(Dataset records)
//! Tokenization shared by the lexical index, the BM25 ranker and the query
//! analyzers. All three must agree on what a token is.

/// Words that never become index terms or query keywords.
pub const STOP_WORDS: &[&str] = &[
    "a", "an", "and", "are", "as", "at", "be", "by", "for", "from", "has", "he", "in", "is", "it", "its", "of", "on",
    "that", "the", "to", "was", "will", "with", "or", "but", "not", "this", "these", "they", "them", "their", "there",
    "then", "than", "so", "if", "when", "where", "why", "how", "what", "which", "who", "whom", "whose", "can", "could",
    "should", "would", "may", "might", "must", "shall", "do", "does", "did", "have", "had", "having", "i", "me", "my",
    "we", "our", "you", "your", "she", "her", "him", "his", "about", "were", "been", "any", "all", "show", "find",
    "tell", "get", "us",
];

pub fn is_stop_word(word: &str) -> bool {
    STOP_WORDS.contains(&word)
}

/// Lowercases character by character, leaving a character untouched when its
/// lowercase form has a different UTF-8 length. Byte offsets in the folded
/// string therefore line up with the original.
pub fn fold_case(text: &str) -> String {
    text.chars()
        .map(|c| {
            let mut lower = c.to_lowercase();
            match (lower.next(), lower.next()) {
                (Some(l), None) if l.len_utf8() == c.len_utf8() => l,
                _ => c,
            }
        })
        .collect()
}

/// Every alphanumeric run, case-folded, stop words included.
pub fn raw_tokens(text: &str) -> Vec<String> {
    fold_case(text)
        .split(|c: char| !c.is_alphanumeric())
        .filter(|t| !t.is_empty())
        .map(str::to_string)
        .collect()
}

/// Index/query terms: case-folded, stop words and single letters removed.
pub fn tokenize(text: &str) -> Vec<String> {
    raw_tokens(text)
        .into_iter()
        .filter(|t| (t.chars().count() > 1 || t.chars().all(|c| c.is_ascii_digit())) && !is_stop_word(t))
        .collect()
}

/// Tokens deduplicated in first-seen order.
pub fn unique_tokens(text: &str) -> Vec<String> {
    let mut seen = std::collections::HashSet::new();
    tokenize(text).into_iter().filter(|t| seen.insert(t.clone())).collect()
}

/// Largest char boundary at or below `index`.
pub fn floor_boundary(text: &str, mut index: usize) -> usize {
    index = index.min(text.len());
    while index > 0 && !text.is_char_boundary(index) {
        index -= 1;
    }
    index
}

/// Smallest char boundary at or above `index`.
pub fn ceil_boundary(text: &str, mut index: usize) -> usize {
    index = index.min(text.len());
    while index < text.len() && !text.is_char_boundary(index) {
        index += 1;
    }
    index
}

/// A whitespace-trimmed excerpt of `text` around `[start, end)` with
/// `radius` bytes of context on each side.
pub fn snippet(text: &str, start: usize, end: usize, radius: usize) -> String {
    let from = floor_boundary(text, start.saturating_sub(radius));
    let to = ceil_boundary(text, end.saturating_add(radius));
    let mut out = String::new();
    if from > 0 {
        out.push_str("...");
    }
    out.push_str(text[from..to].trim());
    if to < text.len() {
        out.push_str("...");
    }
    out
}

/// Jaccard similarity of two term sets; 0.0 when both are empty.
pub fn jaccard(a: &[String], b: &[String]) -> f64 {
    use std::collections::HashSet;
    let a: HashSet<&String> = a.iter().collect();
    let b: HashSet<&String> = b.iter().collect();
    let union = a.union(&b).count();
    if union == 0 {
        return 0.0;
    }
    a.intersection(&b).count() as f64 / union as f64
}

#[cfg(test)]
mod tests {
    use super::*;

    #[test]
    fn tokenize_drops_stop_words_and_punctuation() {
        assert_eq!(tokenize("What did I say about the Q3 budget?"), vec!["say", "q3", "budget"]);
    }

    #[test]
    fn fold_case_preserves_byte_offsets() {
        let s = "İstanbul Café";
        assert_eq!(fold_case(s).len(), s.len());
        assert!(fold_case(s).ends_with("café"));
    }

    #[test]
    fn snippet_respects_char_boundaries() {
        let s = "ééééé smoothie ééééé";
        let start = s.find("smoothie").expect("present");
        let snip = snippet(s, start, start + 8, 3);
        assert!(snip.contains("smoothie"));
    }

    #[test]
    fn jaccard_of_disjoint_sets_is_zero() {
        let a = vec!["budget".to_string()];
        let b = vec!["lunch".to_string()];
        assert!(jaccard(&a, &b).abs() < f64::EPSILON);
        assert!((jaccard(&a, &a) - 1.0).abs() < f64::EPSILON);
    }
}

PROBLEM REQUIREMENTS —
Each of the records above is to be reproduced word for word.

EXERCISE SOLUTION —
//! Tokenization shared by the lexical index, the BM25 ranker and the query
//! analyzers. All three must agree on what a token is.

/// Words that never become index terms or query keywords.
pub const STOP_WORDS: &[&str] = &[
    "a", "an", "and", "are", "as", "at", "be", "by", "for", "from", "has", "he", "in", "is", "it", "its", "of", "on",
    "that", "the", "to", "was", "will", "with", "or", "but", "not", "this", "these", "they", "them", "their", "there",
    "then", "than", "so", "if", "when", "where", "why", "how", "what", "which", "who", "whom", "whose", "can", "could",
    "should", "would", "may", "might", "must", "shall", "do", "does", "did", "have", "had", "having", "i", "me", "my",
    "we", "our", "you", "your", "she", "her", "him", "his", "about", "were", "been", "any", "all", "show", "find",
    "tell", "get", "us",
];

pub fn is_stop_word(word: &str) -> bool {
    STOP_WORDS.contains(&word)
}

/// Lowercases character by character, leaving a character untouched when its
/// lowercase form has a different UTF-8 length. Byte offsets in the folded
/// string therefore line up with the original.
pub fn fold_case(text: &str) -> String {
    text.chars()
        .map(|c| {
            let mut lower = c.to_lowercase();
            match (lower.next(), lower.next()) {
                (Some(l), None) if l.len_utf8() == c.len_utf8() => l,
                _ => c,
            }
        })
        .collect()
}

/// Every alphanumeric run, case-folded, stop words included.
pub fn raw_tokens(text: &str) -> Vec<String> {
    fold_case(text)
        .split(|c: char| !c.is_alphanumeric())
        .filter(|t| !t.is_empty())
        .map(str::to_string)
        .collect()
}

/// Index/query terms: case-folded, stop words and single letters removed.
pub fn tokenize(text: &str) -> Vec<String> {
    raw_tokens(text)
        .into_iter()
        .filter(|t| (t.chars().count() > 1 || t.chars().all(|c| c.is_ascii_digit())) && !is_stop_word(t))
        .collect()
}

/// Tokens deduplicated in first-seen order.
pub fn unique_tokens(text: &str) -> Vec<String> {
    let mut seen = std::collections::HashSet::new();
    tokenize(text).into_iter().filter(|t| seen.insert(t.clone())).collect()
}

/// Largest char boundary at or below `index`.
pub fn floor_boundary(text: &str, mut index: usize) -> usize {
    index = index.min(text.len());
    while index > 0 && !text.is_char_boundary(index) {
        index -= 1;
    }
    index
}

/// Smallest char boundary at or above `index`.
pub fn ceil_boundary(text: &str, mut index: usize) -> usize {
    index = index.min(text.len());
    while index < text.len() && !text.is_char_boundary(index) {
        index += 1;
    }
    index
}

/// A whitespace-trimmed excerpt of `text` around `[start, end)` with
/// `radius` bytes of context on each side.
pub fn snippet(text: &str, start: usize, end: usize, radius: usize) -> String {
    let from = floor_boundary(text, start.saturating_sub(radius));
    let to = ceil_boundary(text, end.saturating_add(radius));
    let mut out = String::new();
    if from > 0 {
        out.push_str("...");
    }
    out.push_str(text[from..to].trim());
    if to < text.len() {
        out.push_str("...");
    }
    out
}

/// Jaccard similarity of two term sets; 0.0 when both are empty.
pub fn jaccard(a: &[String], b: &[String]) -> f64 {
    use std::collections::HashSet;
    let a: HashSet<&String> = a.iter().collect();
    let b: HashSet<&String> = b.iter().collect();
    let union = a.union(&b).count();
    if union == 0 {
        return 0.0;
    }
    a.intersection(&b).count() as f64 / union as f64
}

#[cfg(test)]
mod tests {
    use super::*;

    #[test]
    fn tokenize_drops_stop_words_and_punctuation() {
        assert_eq!(tokenize("What did I say about the Q3 budget?"), vec!["say", "q3", "budget"]);
    }

    #[test]
    fn fold_case_preserves_byte_offsets() {
        let s = "İstanbul Café";
        assert_eq!(fold_case(s).len(), s.len());
        assert!(fold_case(s).ends_with("café"));
    }

    #[test]
    fn snippet_respects_char_boundaries() {
        let s = "ééééé smoothie ééééé";
        let start = s.find("smoothie").expect("present");
        let snip = snippet(s, start, start + 8, 3);
        assert!(snip.contains("smoothie"));
    }

    #[test]
    fn jaccard_of_disjoint_sets_is_zero() {
        let a = vec!["budget".to_string()];
        let b = vec!["lunch".to_string()];
        assert!(jaccard(&a, &b).abs() < f64::EPSILON);
        assert!((jaccard(&a, &a) - 1.0).abs() < f64::EPSILON);
    }
}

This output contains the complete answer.